I had prepped for something else. I planned to do a repeat of the Simple Interactions training I had done last year, going a bit deeper, training the trainers. I had been met with yeses along the way. Until I wasn’t. And, nothing was going to be what I planned.
That’s kind of how things go in China. I knew that. I know that. And, yet, every time it happens, I act like a good girl, nodding my head and saying okay on the outside and wringing my hands on the inside.
They still wanted a staff training though. Thursday afternoon, they told me. We are looking forward to it, they told me. I nodded my head and smiled. I am too, I told them.
I stayed up past midnight, remaking a Power Point, rewriting notes, searching through old video clips, emailing my mentor for more, texting Mark for ideas and help finding things that I couldn’t find fast enough with all my world wide web limitations. Somewhere along the way, I stopped wringing my hands and started enjoying the process.
By the time I walked into the conference room, the smile I gave to the front-row administrators and the working staff in their pink sweatsuits in the rows behind them was the real thing. And, the message I offered them really wasn’t any different than the message I had planned.
We can give children good programs, research-based curriculum, the best computers and equipment…build the prettiest facilities with light-up music notes…but the best indicator of long-term success is simply relationship. In fact, we were made for relationship. Relationship is the key ingredient that makes all those other good things we have to offer work. There is nothing that can take the place of it–for the children and for us.
They sat up a little higher in their chairs and I could literally see their understanding grow as they started to see that this was not another in-service training that might tell them what they do that they need to do better or give them more they need to do.
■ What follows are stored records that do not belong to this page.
//! Financial-viability objective and the threshold search driver

use super::diagnostics::{pairwise_contours, param_importances, ContourGrid, ParamImportance};
use super::search::{Progress, SearchEngine, SequentialSearch, Study, Trial};
use crate::comparison::{ComparisonSettings, LeadScoreRange};
use crate::config::SearchConfig;
use crate::error::{EvaluationError, Result};
use crate::evaluation::{compare_baselines, metric};
use crate::residuals::{AnalysisTable, MinPredictionMap};
use crate::validation::{filter_since, parse_date_cutoff, HistoricalRecord};
use serde::{Deserialize, Serialize};

pub const MIN_PREDICTION: &str = "min_prediction";
pub const MIN_LEAD_SCORE: &str = "min_lead_score";
pub const MAX_LEAD_SCORE: &str = "max_lead_score";

/// Bounds of the three searched parameters
#[derive(Debug, Clone, Copy, PartialEq, Eq, Serialize, Deserialize)]
pub struct SearchSpace {
    pub min_prediction: (i64, i64),
    pub min_lead_score: (i64, i64),
    /// max_lead_score is searched over min_lead_score..=cap
    pub max_lead_score_cap: i64,
}

impl SearchSpace {
    pub fn from_config(config: &SearchConfig) -> Result<Self> {
        let (low, high) = config.min_prediction_bounds;
        if low > high {
            return Err(EvaluationError::InvalidSearchBounds {
                param: MIN_PREDICTION.to_string(),
                low,
                high,
            });
        }
        let (ls_low, ls_high) = config.min_lead_score_bounds;
        if ls_low > ls_high || ls_high > config.max_lead_score_cap {
            return Err(EvaluationError::InvalidSegment {
                min: ls_low as i32,
                max: config.max_lead_score_cap.min(ls_high) as i32,
            });
        }
        Ok(Self {
            min_prediction: config.min_prediction_bounds,
            min_lead_score: config.min_lead_score_bounds,
            max_lead_score_cap: config.max_lead_score_cap,
        })
    }
}

impl Default for SearchSpace {
    fn default() -> Self {
        Self {
            min_prediction: (100, 800),
            min_lead_score: (5, 8),
            max_lead_score_cap: 10,
        }
    }
}

/// One point of the search space
#[derive(Debug, Clone, Copy, PartialEq, Eq, Serialize, Deserialize)]
pub struct ThresholdParams {
    pub min_prediction: i64,
    pub min_lead_score: i64,
    pub max_lead_score: i64,
}

/// Net improvement per opp against the harder baseline, summed over the range,
/// when every lead score in range uses the same regressor threshold
pub fn calculate_financial_viability(
    table: &AnalysisTable,
    min_prediction: f64,
    range: LeadScoreRange,
    settings: &ComparisonSettings,
) -> Result<f64> {
    let thresholds: MinPredictionMap = range.iter().map(|ls| (ls, min_prediction)).collect();
    let result = compare_baselines(table, Some(&thresholds), range, settings)?;

    let mut total = 0.0;
    for lead_score in range.iter() {
        total += metric(&result.lead_scores, lead_score)?;
    }
    Ok(total)
}

/// Objective for one trial over an already filtered history
pub fn objective(
    table: &AnalysisTable,
    space: &SearchSpace,
    settings: &ComparisonSettings,
    trial: &mut dyn Trial,
) -> Result<f64> {
    let min_prediction = trial.suggest_int(MIN_PREDICTION, space.min_prediction.0, space.min_prediction.1);
    let min_lead_score = trial.suggest_int(MIN_LEAD_SCORE, space.min_lead_score.0, space.min_lead_score.1);
    let max_lead_score = trial.suggest_int(MAX_LEAD_SCORE, min_lead_score, space.max_lead_score_cap);

    let range = LeadScoreRange::new(min_lead_score as i32, max_lead_score as i32)?;
    calculate_financial_viability(table, min_prediction as f64, range, settings)
}

/// Result of a threshold search
#[derive(Debug, Clone, Serialize, Deserialize)]
pub struct OptimizationOutcome {
    pub best_params: ThresholdParams,
    pub best_value: f64,
    /// Rows that survived the date cutoff
    pub rows_searched: usize,
    pub study: Study,
    pub importances: Vec<ParamImportance>,
    pub contours: Vec<ContourGrid>,
}

/// Search thresholds over history created on or after `config.date_cutoff`
/// with the built-in sequential sampler
pub fn optimize(
    history: &[HistoricalRecord],
    config: &SearchConfig,
    settings: &ComparisonSettings,
    progress: Option<&mut Progress<'_>>,
) -> Result<OptimizationOutcome> {
    let mut engine = SequentialSearch::new(config.seed, config.n_startup_trials);
    optimize_with(&mut engine, history, config, settings, progress)
}

/// Same as [`optimize`] with a caller-supplied search engine
pub fn optimize_with(
    engine: &mut dyn SearchEngine,
    history: &[HistoricalRecord],
    config: &SearchConfig,
    settings: &ComparisonSettings,
    progress: Option<&mut Progress<'_>>,
) -> Result<OptimizationOutcome> {
    let cutoff = parse_date_cutoff(&config.date_cutoff)?;
    let space = SearchSpace::from_config(config)?;

    let filtered = filter_since(history, cutoff);
    if filtered.is_empty() {
        log::warn!("No history on or after {}; every trial will score 0", cutoff);
    }
    let table = AnalysisTable::from_history("history", &filtered)?;
    log::info!(
        "Searching thresholds over {} of {} rows ({} trials)",
        table.len(),
        history.len(),
        config.n_trials
    );

    let mut run = |trial: &mut dyn Trial| objective(&table, &space, settings, trial);
    let study = engine.optimize(&mut run, config.n_trials, progress)?;

    let best = study.best_trial().ok_or(EvaluationError::NoCompletedTrials)?;
    let param = |name: &str| best.params.get(name).copied().unwrap_or_default();
    let best_params = ThresholdParams {
        min_prediction: param(MIN_PREDICTION),
        min_lead_score: param(MIN_LEAD_SCORE),
        max_lead_score: param(MAX_LEAD_SCORE),
    };
    let best_value = best.value;

    let importances = param_importances(&study);
    let contours = pairwise_contours(&study, &[MIN_PREDICTION, MIN_LEAD_SCORE, MAX_LEAD_SCORE]);

    Ok(OptimizationOutcome {
        best_params,
        best_value,
        rows_searched: table.len(),
        study,
        importances,
        contours,
    })
}
//! Pick the baseline that is harder to beat

use super::evaluator::LeadScoreAnalysis;
use crate::comparison::{Baseline, FinancialMetrics};
use crate::error::{EvaluationError, Result};

/// Baseline with the higher baseline rev per opp at `lead_score`
///
/// CPL only wins when strictly higher; equal baselines resolve to Standard.
pub fn harder_baseline(analysis: &LeadScoreAnalysis, lead_score: i32) -> Result<Baseline> {
    let standard = lookup(analysis, Baseline::Standard, lead_score)?;
    let cpl = lookup(analysis, Baseline::Cpl, lead_score)?;

    if cpl.baseline_rev_per_opp > standard.baseline_rev_per_opp {
        Ok(Baseline::Cpl)
    } else {
        Ok(Baseline::Standard)
    }
}

/// Improvement per opp against the harder baseline at `lead_score`
pub fn metric(analysis: &LeadScoreAnalysis, lead_score: i32) -> Result<f64> {
    let baseline = harder_baseline(analysis, lead_score)?;
    Ok(lookup(analysis, baseline, lead_score)?.rev_per_opp_improvement)
}

fn lookup(analysis: &LeadScoreAnalysis, baseline: Baseline, lead_score: i32) -> Result<&FinancialMetrics> {
    analysis
        .get(baseline)
        .get(&lead_score)
        .ok_or_else(|| EvaluationError::MissingLeadScore {
            lead_score,
            baseline: baseline.to_string(),
        })
}

#[cfg(test)]
mod tests {
    use super::*;

    fn metrics(baseline_rev_per_opp: f64, rev_per_opp_improvement: f64) -> FinancialMetrics {
        FinancialMetrics {
            baseline_rev_per_opp,
            rev_per_opp_improvement,
            ..Default::default()
        }
    }

    fn analysis(standard: FinancialMetrics, cpl: FinancialMetrics) -> LeadScoreAnalysis {
        let mut a = LeadScoreAnalysis::default();
        a.standard.insert(10, standard);
        a.cpl.insert(10, cpl);
        a
    }

    #[test]
    fn test_picks_higher_baseline() {
        let a = analysis(metrics(20.0, 15.0), metrics(35.0, 4.0));
        assert_eq!(harder_baseline(&a, 10).unwrap(), Baseline::Cpl);
        assert_eq!(metric(&a, 10).unwrap(), 4.0);

        let a = analysis(metrics(40.0, 1.5), metrics(35.0, 6.5));
        assert_eq!(metric(&a, 10).unwrap(), 1.5);
    }

    #[test]
    fn test_tie_prefers_standard() {
        let a = analysis(metrics(30.0, 12.0), metrics(30.0, 9.0));
        assert_eq!(harder_baseline(&a, 10).unwrap(), Baseline::Standard);
        assert_eq!(metric(&a, 10).unwrap(), 12.0);
    }

    #[test]
    fn test_missing_lead_score() {
        let a = analysis(metrics(1.0, 1.0), metrics(1.0, 1.0));
        assert!(matches!(
            metric(&a, 11),
            Err(EvaluationError::MissingLeadScore { lead_score: 11, .. })
        ));
    }
}
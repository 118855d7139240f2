//! Analysis table: predictions joined with ground truth

use super::calculator::non_finite_prediction;
use crate::error::Result;
use crate::validation::{HistoricalRecord, ModelKind};
use serde::{Deserialize, Serialize};
use std::collections::BTreeMap;

/// Minimum prediction required to work a lead, by lead score
pub type MinPredictionMap = BTreeMap<i32, f64>;

/// One validation lead after prediction
#[derive(Debug, Clone, PartialEq, Serialize, Deserialize)]
pub struct AnalysisRow {
    pub lead_score: i32,
    /// Realised dollar revenue
    pub actual: f64,
    /// Model output (revenue estimate, or 0.0 / 1.0 label for classifiers)
    pub predicted: f64,
    /// CPL revenue, missing values already filled with 0
    pub cpl_revenue: f64,
    /// |predicted - actual| for regressors, always 0 for classifiers
    pub residual: f64,
    /// Per-row threshold supplied by the model router, if any
    pub min_prediction: Option<f64>,
}

/// Ordered analysis rows for one evaluation call
#[derive(Debug, Clone, PartialEq)]
pub struct AnalysisTable {
    pub segment: String,
    pub kind: ModelKind,
    pub rows: Vec<AnalysisRow>,
}

impl AnalysisTable {
    pub fn new(segment: impl Into<String>, kind: ModelKind, rows: Vec<AnalysisRow>) -> Self {
        Self {
            segment: segment.into(),
            kind,
            rows,
        }
    }

    /// Regressor table built from historical scored leads
    ///
    /// Fails on the first record whose prediction is NaN or infinite.
    pub fn from_history(segment: impl Into<String>, records: &[HistoricalRecord]) -> Result<Self> {
        let rows = records
            .iter()
            .enumerate()
            .map(|(row, r)| {
                if !r.predicted.is_finite() {
                    return Err(non_finite_prediction(row, r.predicted));
                }
                let predicted = r.predicted.max(0.0);
                Ok(AnalysisRow {
                    lead_score: r.lead_score,
                    actual: r.actual,
                    predicted,
                    cpl_revenue: r.cpl_revenue.unwrap_or(0.0),
                    residual: (predicted - r.actual).abs(),
                    min_prediction: None,
                })
            })
            .collect::<Result<Vec<_>>>()?;
        Ok(Self::new(segment, ModelKind::Regressor, rows))
    }

    pub fn len(&self) -> usize {
        self.rows.len()
    }

    pub fn is_empty(&self) -> bool {
        self.rows.is_empty()
    }

    /// Rows at one lead score, in table order
    pub fn segment_rows(&self, lead_score: i32) -> Vec<&AnalysisRow> {
        self.rows.iter().filter(|r| r.lead_score == lead_score).collect()
    }

    /// True when the router attached thresholds to the rows
    pub fn has_min_prediction(&self) -> bool {
        self.rows.iter().any(|r| r.min_prediction.is_some())
    }

    /// First non-missing router threshold for every lead score present
    pub fn min_prediction_by_lead_score(&self) -> MinPredictionMap {
        let mut map = MinPredictionMap::new();
        for row in &self.rows {
            if let Some(threshold) = row.min_prediction {
                map.entry(row.lead_score).or_insert(threshold);
            }
        }
        map
    }

    /// Mean absolute residual across all rows (0 for an empty table)
    pub fn mean_absolute_error(&self) -> f64 {
        if self.rows.is_empty() {
            return 0.0;
        }
        self.rows.iter().map(|r| r.residual).sum::<f64>() / self.rows.len() as f64
    }
}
I showed them videos of them caught last year and celebrated the connections evident there. And, I encouraged them that the most significant work that can be done is not what happens in the spotlight but the deep and simple interactions we have with children and with each other everyday. Those deep and simple interactions change us and grow us and help us to become the people we were created to be.
When I finished, I closed up my computer, an administrator closed up the training and dismissed them and no one moved. So, I opened my computer back up and invited them to ask questions. And, they did. Questions about how adopted children adjust to life in America, about what is hard for them, about if they still see themselves as Chinese once they no longer live there, and how we talk to them about where they come from. I offered some answers as I could. They listened. I listened. They offered me so much more.
I can’t imagine the afternoon being any different.